Brandmaier: Eine Veränderung am Fleischmarkt wird nur stattfinden, wenn sich der LEH sowie die Gastronomie nicht über die Hintertüre wieder Billigangebote in die Fleischtheke holen. Das dann extrem teure Inlandsfleisch trifft auf billige No-Name Importware! Was macht der Verbraucher?
Sehen Sie mit dieser Ausrichtung bessere Preise für die Bauern?
Brandmaier: Sollten wir in der Lage sein, unsere Inlandsmärkte in Deutschland oder etwa Bayern besser abzugrenzen, ist eine Besserung der Preise vorstellbar!
Wie steht die VVG zur Forderung des neuen Landwirtschaftsministers, dass die Fleischpreise in in Deutschland in die Höhe steigen müssen?

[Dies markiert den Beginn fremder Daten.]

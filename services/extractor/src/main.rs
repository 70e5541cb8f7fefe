//! HRRR grid-subset extractor.
//!
//! Extracts a fixed set of surface variables at a fixed set of grid points
//! from HRRR files served over HTTP, fetching only the needed messages with
//! range requests, and publishes one CSV per run to object storage:
//! - Runs are enumerated from a time window or given as explicit URLs
//! - Runs already published are skipped unless `--force`
//! - Unavailable runs are reported as skipped; failed runs do not stop the batch

mod batch;

use std::collections::BTreeMap;
use std::path::PathBuf;
use std::sync::Arc;

use anyhow::{anyhow, Context, Result};
use clap::Parser;
use tracing::{info, Level};
use tracing_subscriber::FmtSubscriber;

use extraction::{ExtractorConfig, GridSubset, HttpSource, PublishedRuns, RunProcessor};
use hrrr_common::RunId;
use storage::ObjectStorage;

#[derive(Parser, Debug)]
#[command(name = "extractor")]
#[command(about = "Extract HRRR variables at a grid subset and publish per-run CSVs")]
struct Args {
    /// YAML configuration file
    #[arg(short, long, env = "EXTRACTOR_CONFIG")]
    config: Option<PathBuf>,

    /// Grid subset CSV (overrides grid.path from the config)
    #[arg(long, env = "GRID_FILE")]
    grid: Option<PathBuf>,

    /// First analysis hour (inclusive), e.g. 2024-01-15T00
    #[arg(long)]
    start: Option<String>,

    /// Last analysis hour (exclusive)
    #[arg(long)]
    end: Option<String>,

    /// Forecast hours, e.g. "0", "0,1,2" or "0-18"
    #[arg(long, default_value = "0")]
    forecast_hours: String,

    /// Explicit source file URLs (repeatable); replaces --start/--end
    #[arg(long = "url")]
    urls: Vec<String>,

    /// Maximum runs processed concurrently
    #[arg(long)]
    max_concurrent_runs: Option<usize>,

    /// List pending runs without processing them
    #[arg(long)]
    dry_run: bool,

    /// Reprocess runs that are already published
    #[arg(long)]
    force: bool,

    /// Log level
    #[arg(long, default_value = "info")]
    log_level: String,
}

#[tokio::main]
async fn main() -> Result<()> {
    // Load environment from .env file if present
    dotenvy::dotenv().ok();

    let args = Args::parse();

    // Initialize tracing
    let level = match args.log_level.to_lowercase().as_str() {
        "trace" => Level::TRACE,
        "debug" => Level::DEBUG,
        "info" => Level::INFO,
        "warn" => Level::WARN,
        "error" => Level::ERROR,
        _ => Level::INFO,
    };

    let subscriber = FmtSubscriber::builder()
        .with_max_level(level)
        .with_target(true)
        .with_thread_ids(true)
        .json()
        .finish();

    tracing::subscriber::set_global_default(subscriber)?;

    info!("Starting HRRR extractor");

    let mut config = match &args.config {
        Some(path) => ExtractorConfig::load(path)
            .with_context(|| format!("Failed to load config from {}", path.display()))?,
        None => {
            let mut config = ExtractorConfig::default();
            config.storage.apply_env();
            config
        }
    };
    if let Some(n) = args.max_concurrent_runs {
        config.concurrency.max_concurrent_runs = n;
    }
    config.validate().context("Invalid configuration")?;

    let layout = config.source.clone();

    // Candidate runs, each with the URL it is read from
    let mut candidates: BTreeMap<RunId, String> = BTreeMap::new();
    if !args.urls.is_empty() {
        for url in &args.urls {
            let (_, run) = layout
                .parse_url(url)
                .with_context(|| format!("Unrecognized source URL: {}", url))?;
            candidates.insert(run, url.clone());
        }
    } else {
        let (start, end) = match (&args.start, &args.end) {
            (Some(start), Some(end)) => (start, end),
            _ => return Err(anyhow!("Either --url or both --start and --end are required")),
        };
        let hours = batch::parse_forecast_hours(&args.forecast_hours)?;
        for run in batch::enumerate_runs(start, end, &hours)? {
            candidates.insert(run, layout.file_url(&run));
        }
    }

    let storage = Arc::new(
        ObjectStorage::new(&config.storage).context("Failed to create object storage client")?,
    );

    let published = if args.force {
        PublishedRuns::default()
    } else {
        PublishedRuns::load(&storage, &layout, &config.output.prefix)
            .await
            .context("Failed to list published runs")?
    };

    let pending = published.pending(candidates.keys().copied());
    info!(
        candidates = candidates.len(),
        published = published.len(),
        pending = pending.len(),
        "Enumerated runs"
    );

    if args.dry_run {
        for run in &pending {
            info!(run = %run, url = %candidates[run], "Pending run");
        }
        return Ok(());
    }

    let grid_path = args
        .grid
        .clone()
        .or_else(|| config.grid.path.clone())
        .ok_or_else(|| anyhow!("No grid subset file: pass --grid or set grid.path"))?;
    let grid = GridSubset::from_path(&grid_path, &config.grid.column)
        .with_context(|| format!("Failed to load grid subset from {}", grid_path.display()))?;

    let source = Arc::new(
        HttpSource::new(config.http.clone()).context("Failed to create HTTP client")?,
    );
    let processor = RunProcessor::new(source, storage, grid, config.processor())
        .context("Variable catalog validation failed")?;

    let urls = pending
        .iter()
        .filter_map(|run| candidates.get(run).cloned())
        .collect();
    let summary =
        batch::process_all(&processor, urls, config.concurrency.max_concurrent_runs).await;

    info!(
        published = summary.published,
        skipped = summary.skipped,
        failed = summary.failed,
        "Extractor finished"
    );

    Ok(())
}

Brandmaier: Mit der Aussage unseres neuen Ministers bin ich einverstanden - ein Schritt in die richtige Richtung.
Welche Forderungen soll die Politik erfüllen, damit die Landwirte mit dem Ertrag ihrer Höfe leben und weiter investieren können?
Brandmaier: Die Politik, muss die Rahmenbedingungen für den ganz normalen Familienbetrieb, den eigentlich jeder will, so abstimmen, dass dieser eine Chance zum Überleben hat.
Ist Fleisch bald ein Produkt, das sich nur begüterte Menschen oder Familien leisten können?
Brandmaier: Bei Rindfleisch, mit entsprechender Haltungsform, ist es durchaus realistisch, dass die Preise sich in absehbarer Zeit nicht mehr jeder Verbraucher leisten kann, bzw. leisten wird oder weniger Fleisch, dafür hochwertigeres gegessen wird.